[Collected data]
=== Begin Enclosure ===

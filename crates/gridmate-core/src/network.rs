use std::fmt;

use serde::{Deserialize, Serialize};

use crate::diagnostics::Diagnostics;
use crate::elements::*;
use crate::results::{PowerFlowResults, ResultStatus};
use crate::std_types::{line_std_type, trafo_std_type};
use crate::table::Table;
use crate::topology::Topology;
use crate::{GridError, GridResult};

pub const DEFAULT_F_HZ: f64 = 50.0;
pub const DEFAULT_SN_MVA: f64 = 1.0;

/// A power-system model: one table per element class plus network-level
/// attributes and the results of the last solve.
///
/// Tables are public for reading and for codecs that rebuild a network row
/// by row. The `create_*`, [`PowerNet::remove_element`] and
/// [`PowerNet::set_in_service`] methods validate references and bump the
/// structure revision; code that edits tables directly must call
/// [`PowerNet::mark_modified`] itself.
#[derive(Debug, Clone, Serialize, Deserialize)]
pub struct PowerNet {
    pub name: String,
    pub f_hz: f64,
    pub sn_mva: f64,
    pub bus: Table<Bus>,
    pub line: Table<Line>,
    pub trafo: Table<Transformer>,
    pub gen: Table<Gen>,
    pub ext_grid: Table<ExtGrid>,
    pub load: Table<Load>,
    pub shunt: Table<Shunt>,
    pub switch: Table<Switch>,
    revision: u64,
    results: Option<PowerFlowResults>,
}

impl Default for PowerNet {
    fn default() -> Self {
        Self::new("", DEFAULT_F_HZ, DEFAULT_SN_MVA)
    }
}

/// Element counts per table.
#[derive(Debug, Clone, Copy, PartialEq, Eq, Default, Serialize, Deserialize)]
pub struct ElementCounts {
    pub buses: usize,
    pub lines: usize,
    pub trafos: usize,
    pub generators: usize,
    pub ext_grids: usize,
    pub loads: usize,
    pub shunts: usize,
    pub switches: usize,
}

impl fmt::Display for ElementCounts {
    fn fmt(&self, f: &mut fmt::Formatter<'_>) -> fmt::Result {
        write!(
            f,
            "{} buses, {} lines, {} trafos, {} generators, {} ext grids, {} loads, {} shunts, {} switches",
            self.buses,
            self.lines,
            self.trafos,
            self.generators,
            self.ext_grids,
            self.loads,
            self.shunts,
            self.switches
        )
    }
}

fn ensure_positive(what: &str, value: f64) -> GridResult<()> {
    if value.is_finite() && value > 0.0 {
        Ok(())
    } else {
        Err(GridError::validation(format!(
            "{what} must be a positive number, got {value}"
        )))
    }
}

=== End Enclosure ===

Problem: Repeat each line of the data exactly, missing none.

Answer box:
filename crates/gridmate-core/src/network.rs
use std::fmt;

use serde::{Deserialize, Serialize};

use crate::diagnostics::Diagnostics;
use crate::elements::*;
use crate::results::{PowerFlowResults, ResultStatus};
use crate::std_types::{line_std_type, trafo_std_type};
use crate::table::Table;
use crate::topology::Topology;
use crate::{GridError, GridResult};

pub const DEFAULT_F_HZ: f64 = 50.0;
pub const DEFAULT_SN_MVA: f64 = 1.0;

/// A power-system model: one table per element class plus network-level
/// attributes and the results of the last solve.
///
/// Tables are public for reading and for codecs that rebuild a network row
/// by row. The `create_*`, [`PowerNet::remove_element`] and
/// [`PowerNet::set_in_service`] methods validate references and bump the
/// structure revision; code that edits tables directly must call
/// [`PowerNet::mark_modified`] itself.
#[derive(Debug, Clone, Serialize, Deserialize)]
pub struct PowerNet {
    pub name: String,
    pub f_hz: f64,
    pub sn_mva: f64,
    pub bus: Table<Bus>,
    pub line: Table<Line>,
    pub trafo: Table<Transformer>,
    pub gen: Table<Gen>,
    pub ext_grid: Table<ExtGrid>,
    pub load: Table<Load>,
    pub shunt: Table<Shunt>,
    pub switch: Table<Switch>,
    revision: u64,
    results: Option<PowerFlowResults>,
}

impl Default for PowerNet {
    fn default() -> Self {
        Self::new("", DEFAULT_F_HZ, DEFAULT_SN_MVA)
    }
}

/// Element counts per table.
#[derive(Debug, Clone, Copy, PartialEq, Eq, Default, Serialize, Deserialize)]
pub struct ElementCounts {
    pub buses: usize,
    pub lines: usize,
    pub trafos: usize,
    pub generators: usize,
    pub ext_grids: usize,
    pub loads: usize,
    pub shunts: usize,
    pub switches: usize,
}

impl fmt::Display for ElementCounts {
    fn fmt(&self, f: &mut fmt::Formatter<'_>) -> fmt::Result {
        write!(
            f,
            "{} buses, {} lines, {} trafos, {} generators, {} ext grids, {} loads, {} shunts, {} switches",
            self.buses,
            self.lines,
            self.trafos,
            self.generators,
            self.ext_grids,
            self.loads,
            self.shunts,
            self.switches
        )
    }
}

fn ensure_positive(what: &str, value: f64) -> GridResult<()> {
    if value.is_finite() && value > 0.0 {
        Ok(())
    } else {
        Err(GridError::validation(format!(
            "{what} must be a positive number, got {value}"
        )))
    }
}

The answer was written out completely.